Paradigmes de la paternité : pères, fils, et prouesses athlétiques/sexuelles dans l’Odyssée d’Homère

Nancy Felson

Résumé

This essay examines two fundamental paradigms of paternity and sonhood in Homer’s Odyssey. In the «normal» epic pattern, the gentle father, an epios pater, encourages his son’s growth to manhood, affirming his manly pursuits in the realms of sex, athletics and war. In the aberrant, conflictual pattern an ego-centric father begrudges his son’s quest for manhood and often obstructs him, even from birth, thereby invoking a rebellions response.
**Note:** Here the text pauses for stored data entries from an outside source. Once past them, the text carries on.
//! DELETE operations for RBTreeMap.
//!
//! This module contains cursor-driven erasure, the transplant splicing step,
//! the black-deficiency repair pass, and bulk clearing. Erasing a node
//! invalidates cursors to that node only; all other entries keep their arena
//! slots, so their cursors survive.

use crate::error::CursorResult;
use crate::iteration::Cursor;
use crate::types::{Color, Comparator, NodeId, RBTreeMap, NULL_NODE};

impl<K, V, C: Comparator<K>> RBTreeMap<K, V, C> {
    /// Remove the entry the cursor points at and return the owned pair.
    ///
    /// # Errors
    ///
    /// Returns [`RBTreeError::InvalidCursor`](crate::RBTreeError::InvalidCursor)
    /// when the cursor belongs to another map, is detached, is the end
    /// cursor, or points at an entry that was already erased.
    ///
    /// # Examples
    ///
    /// ```
    /// use rbtree::RBTreeMap;
    ///
    /// let mut map = RBTreeMap::new();
    /// map.insert(1, "one");
    /// map.insert(2, "two");
    ///
    /// let cursor = map.find(&1);
    /// assert_eq!(map.erase(cursor), Ok((1, "one")));
    /// assert_eq!(map.len(), 1);
    /// assert!(map.erase(cursor).is_err()); // stale now
    /// ```
    pub fn erase(&mut self, cursor: Cursor) -> CursorResult<(K, V)> {
        let z = self.cursor_node(cursor, "erase")?;
        Ok(self.remove_node(z))
    }

    /// Remove all entries and reset the map to empty. Every outstanding
    /// cursor except fresh end cursors becomes stale.
    pub fn clear(&mut self) {
        self.nodes.clear();
        self.root = NULL_NODE;
        self.len = 0;
    }

    // ============================================================================
    // REMOVAL AND FIXUP
    // ============================================================================

    /// Unlink node `z` from the tree, deallocate it, and return its pair.
    ///
    /// A node with at most one child is spliced out directly. A node with
    /// two children is replaced by its in-order successor, which adopts the
    /// node's links and color; the successor's old position inherits its
    /// right child. `x`/`x_parent` track the position that replaced the
    /// physically removed node, since `x` may be an empty link.
    pub(crate) fn remove_node(&mut self, z: NodeId) -> (K, V) {
        let z_left = self.node(z).left;
        let z_right = self.node(z).right;

        let mut removed_color = self.node(z).color;
        let x;
        let x_parent;

        if z_left == NULL_NODE {
            x = z_right;
            x_parent = self.node(z).parent;
            self.transplant(z, z_right);
        } else if z_right == NULL_NODE {
            x = z_left;
            x_parent = self.node(z).parent;
            self.transplant(z, z_left);
        } else {
            // Two children: the successor y (minimum of the right subtree,
            // it has no left child) takes z's place and color.
            let y = self.minimum(z_right);
            removed_color = self.node(y).color;
            x = self.node(y).right;

            if self.node(y).parent == z {
                x_parent = y;
                if x != NULL_NODE {
                    self.node_mut(x).parent = y;
                }
            } else {
                let y_right = self.node(y).right;
                self.transplant(y, y_right);
                x_parent = self.node(y).parent;
                self.node_mut(y).right = z_right;
                self.node_mut(z_right).parent = y;
            }

            self.transplant(z, y);
            self.node_mut(y).left = z_left;
            self.node_mut(z_left).parent = y;
            let z_color = self.node(z).color;
            self.node_mut(y).color = z_color;
        }

        let node = self
            .nodes
            .deallocate(z)
            .expect("erased node must be live in the arena");
        self.len -= 1;

        if removed_color == Color::Black && self.root != NULL_NODE {
            self.erase_fixup(x, x_parent);
        }

        (node.key, node.value)
    }

    /// Repair the black deficiency left at position `x` (child of
    /// `x_parent`; possibly an empty link) after a black node was removed.
    ///
    /// Walks upward while the deficient position is a non-root black node,
    /// dispatching on the sibling: a red sibling is rotated into a black
    /// one; a black sibling with two black children moves the deficiency to
    /// the parent; a near-red child is rotated into the far position; a
    /// far-red child resolves the deficiency with one final rotation.
    fn erase_fixup(&mut self, mut x: NodeId, mut x_parent: NodeId) {
        while x != self.root && self.is_black(x) {
            if x_parent == NULL_NODE {
                break;
            }

            if x == self.node(x_parent).left {
                let mut w = self.node(x_parent).right;
                if self.is_red(w) {
                    self.set_color(w, Color::Black);
                    self.set_color(x_parent, Color::Red);
                    self.rotate_left(x_parent);
                    w = self.node(x_parent).right;
                }

                if w == NULL_NODE {
                    break;
                }
                if self.is_black(self.node(w).left) && self.is_black(self.node(w).right) {
                    self.set_color(w, Color::Red);
                    x = x_parent;
                    x_parent = self.node(x).parent;
                } else {
                    if self.is_black(self.node(w).right) {
                        let w_left = self.node(w).left;
                        self.set_color(w_left, Color::Black);
                        self.set_color(w, Color::Red);
                        self.rotate_right(w);
                        w = self.node(x_parent).right;
                    }
                    let parent_color = self.node(x_parent).color;
                    self.set_color(w, parent_color);
                    self.set_color(x_parent, Color::Black);
                    let w_right = self.node(w).right;
                    self.set_color(w_right, Color::Black);
                    self.rotate_left(x_parent);
                    x = self.root;
                    x_parent = NULL_NODE;
                }
            } else {
                let mut w = self.node(x_parent).left;
                if self.is_red(w) {
                    self.set_color(w, Color::Black);
                    self.set_color(x_parent, Color::Red);
                    self.rotate_right(x_parent);
                    w = self.node(x_parent).left;
                }

                if w == NULL_NODE {
                    break;
                }
                if self.is_black(self.node(w).right) && self.is_black(self.node(w).left) {
                    self.set_color(w, Color::Red);
                    x = x_parent;
                    x_parent = self.node(x).parent;
                } else {
                    if self.is_black(self.node(w).left) {
                        let w_right = self.node(w).right;
                        self.set_color(w_right, Color::Black);
                        self.set_color(w, Color::Red);
                        self.rotate_left(w);
                        w = self.node(x_parent).left;
                    }
                    let parent_color = self.node(x_parent).color;
                    self.set_color(w, parent_color);
                    self.set_color(x_parent, Color::Black);
                    let w_left = self.node(w).left;
                    self.set_color(w_left, Color::Black);
                    self.rotate_right(x_parent);
                    x = self.root;
                    x_parent = NULL_NODE;
                }
            }
        }

        self.set_color(x, Color::Black);
    }
}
The idealized patriline Laertes-Odysseus-Telemachus embodies the first pattern, in its united fight against the suitors (24.514-16); the highly conflictual second pattern is evident in the story of Phoenix (Iliad 9.445-91), and famously in the Oedipus/Laius interaction only briefly mentioned in extant epic (in the Odyssey’s First Nekyia). Both patterns co-exist in the Odyssey, as perhaps in every father/son relation. Odysseus has the potential to overshadow the prowess of the exuberant Telemachus, but instead he inco rporates his son in his plans and thus fosters an intergenerational rapport, upon which he predicates his untroubled reentry into his own oikos.